Colombia’s 35% alcohol threshold

The national consumption tax on spirits was split in two tax brackets in 1995 and has been ‘specific’ since 2002, with tax calculated by percentage point of alcohol content per unit of 0.75 liters.

The EU argues there is an artificial amount of 35% of alcoholic content for the tax brackets, with most imported products falling into the higher bracket, and most locally-produced spirits in the lower bracket. 

The situation is similar in the departments (departamentos) – administrative sub-divisions of Colombia – where a local charge is levied instead of the national consumption tax.

According to the EU, departments can also arbitrarily deny access to imported brands.

EU most affected by taxes

The EU is the main exporter of spirits to the Colombian market and, as a result, the trading partner most affected by these measures (followed by Mexico, Costa Rica and the US).

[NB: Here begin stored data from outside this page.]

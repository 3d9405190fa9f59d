// This file is part of static-vec.
// SPDX-License-Identifier: MIT OR Apache-2.0

//! # `static-vec`
//!
//! A `no_std`, fixed-capacity vector with inline storage and **no `unsafe`**.
//!
//! The core type, [`StaticVec<T, N>`], embeds `N` slots of `T` and tracks a
//! logical length `len ∈ 0..=N`. It gives code that knows an upper bound on its
//! element count (per-axis index buffers of a multi-dimensional histogram,
//! small coordinate tuples) vector-like ergonomics without an allocator.
//!
//! ## High-level semantics
//!
//! - Capacity is fixed at compile time (`StaticVec::<T, N>::CAPACITY == N`).
//! - Length is a logical prefix: only indices `< len` are live.
//! - The length is chosen at construction; there is no `push`/`pop`. Build a
//!   correctly sized vector instead of growing one.
//! - No heap allocations are performed.
//!
//! ## Two failure tiers
//!
//! - **Caller bugs** (asking a constructor for more than `N` elements) trip a
//!   debug assertion. Release builds clamp to `N`, so `len <= N` always holds.
//! - **Bad input** is reported through [`Error`]:
//!   - [`StaticVec::at`] returns [`Error::OutOfRange`] for `pos >= len`;
//!   - [`TryFrom<&[T]>`](TryFrom), [`StaticVec::try_from_iter`] and
//!     deserialization return [`Error::Full`] when the input is too long.
//!
//! Plain indexing (`v[i]`, [`StaticVec::front`], [`StaticVec::back`]) is the
//! hot-path tier and panics on misuse, like slice indexing.
//!
//! ## Swapping
//!
//! [`swap`] (and [`StaticVec::swap_with`]) exchange two vectors in
//! `O(max(len_a, len_b))` by swapping slot pairs and then the lengths, instead
//! of moving all `N` slots like [`core::mem::swap`].
//!
//! ## Features
//!
//! - `serde`: `Serialize` / `Deserialize` for `StaticVec<T, N>`. Deserializing
//!   requires `T: Default` and rejects sequences longer than `N`.
//!
//! ## Example
//!
//! ```rust
//! use static_vec::{Error, StaticVec};
//!
//! let mut idx: StaticVec<usize, 4> = StaticVec::with_len(3);
//! idx[0] = 2;
//! idx[2] = 7;
//! assert_eq!(idx.as_slice(), &[2, 0, 7]);
//! assert_eq!(idx.at(3), Err(Error::OutOfRange { pos: 3, len: 3 }));
//! ```

#![forbid(unsafe_code)]
#![cfg_attr(not(test), no_std)]

#[cfg(test)]
extern crate alloc;

// Modules
mod error;
mod index;
mod iter;
#[cfg(feature = "serde")]
mod serde;
mod vec;

// Public exports (crate API surface)
pub use error::Error;
pub use iter::IntoIter;
pub use vec::{StaticVec, swap};
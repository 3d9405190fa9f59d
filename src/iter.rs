// This file is part of static-vec.
// SPDX-License-Identifier: MIT OR Apache-2.0

//! Iterator support for [`StaticVec`](crate::StaticVec).
//!
//! - `IntoIter<T, N>` yields the live elements by value and supports
//!   `DoubleEndedIterator`, `ExactSizeIterator`, and `FusedIterator`.
//! - `&StaticVec` and `&mut StaticVec` iterate as slices.
//!
//! Every view here borrows or consumes the vector, so the borrow checker
//! rules out iterating across a swap or reconstruction.

// Crate imports
use crate::vec::StaticVec;

// Core imports
use core::{array, iter::FusedIterator, iter::Take};

/// Owned iterator returned by `StaticVec::into_iter()`.
///
/// Yields elements by value from front to back. Dead slots are dropped with
/// the iterator without being yielded.
pub struct IntoIter<T, const N: usize> {
    inner: Take<array::IntoIter<T, N>>,
}

impl<T, const N: usize> Iterator for IntoIter<T, N> {
    type Item = T;

    #[inline]
    fn next(&mut self) -> Option<T> {
        self.inner.next()
    }

    #[inline]
    fn size_hint(&self) -> (usize, Option<usize>) {
        self.inner.size_hint()
    }

    #[inline]
    fn nth(&mut self, n: usize) -> Option<T> {
        self.inner.nth(n)
    }
}

impl<T, const N: usize> DoubleEndedIterator for IntoIter<T, N> {
    #[inline]
    fn next_back(&mut self) -> Option<T> {
        self.inner.next_back()
    }

    #[inline]
    fn nth_back(&mut self, n: usize) -> Option<T> {
        self.inner.nth_back(n)
    }
}
impl<T, const N: usize> FusedIterator for IntoIter<T, N> {}
impl<T, const N: usize> ExactSizeIterator for IntoIter<T, N> {}

impl<'a, T, const N: usize> IntoIterator for &'a StaticVec<T, N> {
    type Item = &'a T;
    type IntoIter = core::slice::Iter<'a, T>;
    fn into_iter(self) -> Self::IntoIter {
        self.as_slice().iter()
    }
}
impl<'a, T, const N: usize> IntoIterator for &'a mut StaticVec<T, N> {
    type Item = &'a mut T;
    type IntoIter = core::slice::IterMut<'a, T>;
    fn into_iter(self) -> Self::IntoIter {
        self.as_mut_slice().iter_mut()
    }
}
impl<T, const N: usize> IntoIterator for StaticVec<T, N> {
    type Item = T;
    type IntoIter = IntoIter<T, N>;
    fn into_iter(self) -> Self::IntoIter {
        IntoIter {
            inner: self.buf.into_iter().take(self.len),
        }
    }
}
// This file is part of static-vec.
// SPDX-License-Identifier: MIT OR Apache-2.0

//! `serde` support for [`StaticVec`](crate::StaticVec).
//!
//! - **Serialize**: as a sequence of the live elements (length `len`).
//! - **Deserialize**: from any sequence of at most `N` elements. The backing
//!   buffer is built with `T::default()` first, so `T: Default` is required.

// Crate imports
use crate::vec::StaticVec;

// Core imports
use core::{fmt, marker::PhantomData};

// External imports - serde
use serde::{Deserialize, Deserializer, Serialize, Serializer, de, ser};

impl<T: Serialize, const N: usize> Serialize for StaticVec<T, N> {
    fn serialize<S: Serializer>(&self, s: S) -> Result<S::Ok, S::Error> {
        use ser::SerializeSeq;
        let mut seq = s.serialize_seq(Some(self.len()))?;
        for item in self {
            seq.serialize_element(item)?;
        }
        seq.end()
    }
}

struct VecVisitor<T, const N: usize>(PhantomData<T>);

impl<'de, T, const N: usize> de::Visitor<'de> for VecVisitor<T, N>
where
    T: Deserialize<'de> + Default,
{
    type Value = StaticVec<T, N>;

    fn expecting(&self, f: &mut fmt::Formatter) -> fmt::Result {
        write!(f, "array or sequence with at most {} elements", N)
    }

    fn visit_seq<A: de::SeqAccess<'de>>(self, mut a: A) -> Result<Self::Value, A::Error> {
        let mut out = StaticVec::<T, N>::default();
        while let Some(elem) = a.next_element::<T>()? {
            out.try_push(elem)
                .map_err(|_| de::Error::custom(format_args!("too many elements (capacity {N})")))?;
        }
        Ok(out)
    }
}

impl<'de, T, const N: usize> Deserialize<'de> for StaticVec<T, N>
where
    T: Deserialize<'de> + Default,
{
    fn deserialize<D: Deserializer<'de>>(d: D) -> Result<Self, D::Error> {
        d.deserialize_seq(VecVisitor::<T, N>(PhantomData))
    }
}

#[cfg(test)]
mod tests {
    // Imports
    use super::StaticVec;
    use alloc::string::ToString;

    #[test]
    fn test_serde_roundtrip_json() {
        let v: StaticVec<i32, 5> = StaticVec::from_slice(&[1, 2, 3]);
        let s = serde_json::to_string(&v).unwrap();
        assert_eq!(s, "[1,2,3]");
        let back: StaticVec<i32, 5> = serde_json::from_str(&s).unwrap();
        assert_eq!(back, v);
    }

    #[test]
    fn test_serialize_skips_dead_slots() {
        let v: StaticVec<i32, 4> = StaticVec::from_elem(1, 8);
        assert_eq!(serde_json::to_string(&v).unwrap(), "[8]");
    }

    #[test]
    fn test_deserialize_over_capacity_errors() {
        let err = serde_json::from_str::<StaticVec<i32, 3>>("[1,2,3,4]").unwrap_err();
        let msg = err.to_string();
        assert!(msg.contains("too many elements (capacity 3)"), "msg: {msg}");
    }

    #[test]
    fn test_serde_roundtrip_empty_json() {
        let v: StaticVec<i32, 4> = StaticVec::default();
        let s = serde_json::to_string(&v).unwrap();
        assert_eq!(s, "[]");
        let back: StaticVec<i32, 4> = serde_json::from_str(&s).unwrap();
        assert!(back.is_empty());
    }

    #[test]
    fn test_vecvisitor_expecting_message() {
        let err =
            serde_json::from_str::<StaticVec<i32, 4>>(r#"{"not":"an array"}"#).unwrap_err();
        let msg = err.to_string();
        assert!(
            msg.contains("array or sequence with at most 4 elements"),
            "unexpected error message: {msg}"
        );
    }
}
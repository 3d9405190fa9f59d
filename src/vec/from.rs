// This file is part of static-vec.
// SPDX-License-Identifier: MIT OR Apache-2.0

// Crate imports
use crate::vec::StaticVec;

impl<T, const N: usize> From<[T; N]> for StaticVec<T, N> {
    fn from(buf: [T; N]) -> Self {
        Self { buf, len: N }
    }
}

impl<T: Clone, const N: usize> From<&[T; N]> for StaticVec<T, N> {
    fn from(src: &[T; N]) -> Self {
        src.clone().into()
    }
}

#[cfg(test)]
mod tests {
    // Imports
    use crate::StaticVec;

    #[test]
    fn test_from_array_fills_full_capacity() {
        let v: StaticVec<i32, 3> = [1, 2, 3].into();
        assert!(v.is_full());
        assert_eq!(v.as_slice(), &[1, 2, 3]);
    }

    #[test]
    fn test_from_array_ref() {
        let arr = [1, 2, 3];
        let v: StaticVec<i32, 3> = (&arr).into();
        assert_eq!(v.len(), 3);
        assert_eq!(v.as_slice(), &arr);
    }
}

In 2014, EU exports of spirits to Colombia – valued at €43m ($48.6m) – represented approximately 14% of total agricultural exports to Colombia and 77% of total Colombian imports of spirits. 

Whiskies represent the highest share (€36m/$40.7m), followed by liqueurs and cordials (€4m/$4.5m).

Next steps in WTO procedure

The EU's request for the establishment of a WTO panel will be discussed at the meeting of the WTO Dispute Settlement Body (DSB) on September 2.

If Colombia does not agree at the meeting, the EU may table a second request at the following DSB meeting which, according to WTO rules, Colombia cannot block.